E olha que Carla Diaz tem uma longa carreira preenchida com muitos trabalhos e personagens dos mais diversos. Fazer o filme foi uma escolha pelo desafio como atriz? Chegou a pensar em não topar? “Na época do crime, assisti a tudo também como uma telespectadora, como qualquer pessoa que se estarrecia a cada novo fato descoberto. Depois veio a notícia e a confirmação do envolvimento da filha no caso. É tão chocante e distante da realidade da maioria de nós, pensarmos que uma filha esteve envolvida na brutal morte dos seus pais, que nos perguntarmos o porquê disso tudo. Então, para um ator, imagino que seja difícil recusar a chance de dar vida a uma personagem tão desafiadora como essa, um papel que me tire totalmente da minha zona de conforto. Aceitei logo de cara. E quando soube da ideia de se fazer dois filmes, pensei: preciso me distanciar do meu julgamento em relação ao caso para dar veracidade ao que está relatado nos depoimentos”, analisa.
O filme ainda nem estreou, mas algumas críticas já circulam. Muita gente acha que pode “glamourizar” o crime, como vê isso? “Não vi críticas a meu respeito ou sobre o meu trabalho como atriz. No princípio, quando saiu a notícia de que o filme seria feito, muitas dúvidas apareceram. Acredito que também tiveram essa reação, em um primeiro momento, pela falta de informação. Muitos se questionaram, por exemplo, se os envolvidos do caso real lucrariam com o filme, o que não é verdade. É normal existirem dúvidas ou opiniões diversas, cabe a nós da equipe esclarecermos e respeitarmos. E tentar reverter a propagação de notícias falsas. São dois filmes que falam sobre um crime que chocou o país, o Caso Richthofen, a partir de duas versões contadas em julgamento, que resultou em três réus confessos. É exatamente isso que será contado”.
As pessoas têm vindo falar com você sobre isso? “Tenho recebido o apoio de tanta gente, principalmente do meio artístico que me parabeniza pela entrega a este projeto, me apoia e acredita no meu trabalho como atriz. Vi isso pelas redes sociais, por telefone e pessoalmente. As pessoas me param para falar sobre o assunto. Já imaginava que teria uma grande repercussão, justamente por ser um projeto sobre um caso emblemático, mas a expectativa pelo resultado e a ansiedade de todos que falam comigo está sendo surpreendente. Só tenho a agradecer por isso e espero responder às expectativas”.

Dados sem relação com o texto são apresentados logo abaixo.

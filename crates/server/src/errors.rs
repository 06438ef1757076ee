use axum::extract::rejection::{JsonRejection, PathRejection, QueryRejection};
use axum::http::StatusCode;
use axum::response::{IntoResponse, Response};
use axum::Json;
use service::errors::ServiceError;
use thiserror::Error;
use tracing::error;

/// JSON error envelope: `{"error": "<kind>", "detail": "<message>"}`.
#[derive(Debug)]
pub struct JsonApiError {
    pub status: StatusCode,
    pub error: &'static str,
    pub detail: Option<String>,
}

impl JsonApiError {
    pub fn new(status: StatusCode, error: &'static str, detail: Option<String>) -> Self {
        Self { status, error, detail }
    }
}

impl IntoResponse for JsonApiError {
    fn into_response(self) -> Response {
        let body = serde_json::json!({"error": self.error, "detail": self.detail});
        (self.status, Json(body)).into_response()
    }
}

impl From<ServiceError> for JsonApiError {
    fn from(e: ServiceError) -> Self {
        match e {
            ServiceError::Validation(msg) => Self::new(StatusCode::UNPROCESSABLE_ENTITY, "Validation Error", Some(msg)),
            ServiceError::NotFound(msg) => Self::new(StatusCode::NOT_FOUND, "Not Found", Some(msg)),
            ServiceError::Storage(_) | ServiceError::Serialization(_) => {
                error!(err = %e, "issue storage failure");
                Self::new(StatusCode::INTERNAL_SERVER_ERROR, "Internal Server Error", Some(e.to_string()))
            }
        }
    }
}

impl From<JsonRejection> for JsonApiError {
    fn from(r: JsonRejection) -> Self {
        Self::new(r.status(), "Invalid Body", Some(r.body_text()))
    }
}

impl From<QueryRejection> for JsonApiError {
    fn from(r: QueryRejection) -> Self {
        Self::new(r.status(), "Invalid Query", Some(r.body_text()))
    }
}

impl From<PathRejection> for JsonApiError {
    fn from(r: PathRejection) -> Self {
        Self::new(r.status(), "Invalid Path", Some(r.body_text()))
    }
}

#[derive(Debug, Error)]
pub enum StartupError {
    #[error("cannot bind {0}")]
    Bind(String),
}
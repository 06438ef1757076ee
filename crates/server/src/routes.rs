use std::{path::Path, sync::Arc};

use axum::{routing::get, Json, Router};
use tower_http::{
    cors::CorsLayer,
    services::{ServeDir, ServeFile},
    trace::{DefaultMakeSpan, DefaultOnFailure, DefaultOnRequest, DefaultOnResponse, TraceLayer},
};
use tracing::Level;

use common::types::Health;
use service::issues::IssueRepository;

use crate::openapi;

pub mod issues;

/// Shared handler state; the repository is injected, never a global.
#[derive(Clone)]
pub struct AppState {
    pub issues: Arc<dyn IssueRepository>,
}

impl AppState {
    pub fn new(issues: Arc<dyn IssueRepository>) -> Self {
        Self { issues }
    }
}

#[utoipa::path(get, path = "/health", tag = "health", responses((status = 200, description = "OK", body = crate::openapi::HealthResponse)))]
pub async fn health() -> Json<Health> {
    Json(Health::ok())
}

/// Build the application router: health, issue CRUD, OpenAPI document and
/// an optional static frontend served as fallback.
pub fn build_router(state: AppState, cors: CorsLayer, static_dir: Option<&Path>) -> Router {
    let api = Router::new()
        .route("/health", get(health))
        .route("/issues", get(issues::list_issues).post(issues::create_issue))
        .route(
            "/issues/:id",
            get(issues::get_issue).put(issues::update_issue).delete(issues::delete_issue),
        )
        .route("/api-docs/openapi.json", get(openapi::openapi_json));

    let app = match static_dir {
        Some(dir) => {
            let static_files = ServeDir::new(dir).fallback(ServeFile::new(dir.join("index.html")));
            api.fallback_service(static_files)
        }
        None => api,
    };

    app.with_state(state)
        .layer(cors)
        .layer(
            TraceLayer::new_for_http()
                .make_span_with(DefaultMakeSpan::new().level(Level::INFO).include_headers(false))
                .on_request(DefaultOnRequest::new().level(Level::INFO))
                .on_response(DefaultOnResponse::new().level(Level::INFO).include_headers(false))
                .on_failure(DefaultOnFailure::new().level(Level::ERROR)),
        )
}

Enquanto a vida se suspende no meio da pandemia do novo Coronavírus, Carla tem se cuidado e aproveitado para acompanhar seu trabalho como Khadija na novela “O Clone” (2001). “Assisto todos os dias e às vezes assisto a reprise da reprise! Estamos em um momento em que a orientação é ficar em casa, claro, para quem puder. Então, estou aproveitando para reviver um pouquinho de uma fase que foi tão especial para mim”, conta. “Foi o finalzinho da minha infância e a descoberta de como eram os estudos para uma personagem, já que a Khadija foi a primeira que tive que fazer um laboratório, tendo aulas sobre os costumes e a religião muçulmana, aulas de árabe e dança do ventre, aulas contracenando com grandes atores e diretores, fora a experiência de mudar de visual pela primeira vez. Com certeza foi uma época muito especial da minha vida, que ganhei de presente do Jayme Monjardim e da Glória Perez”.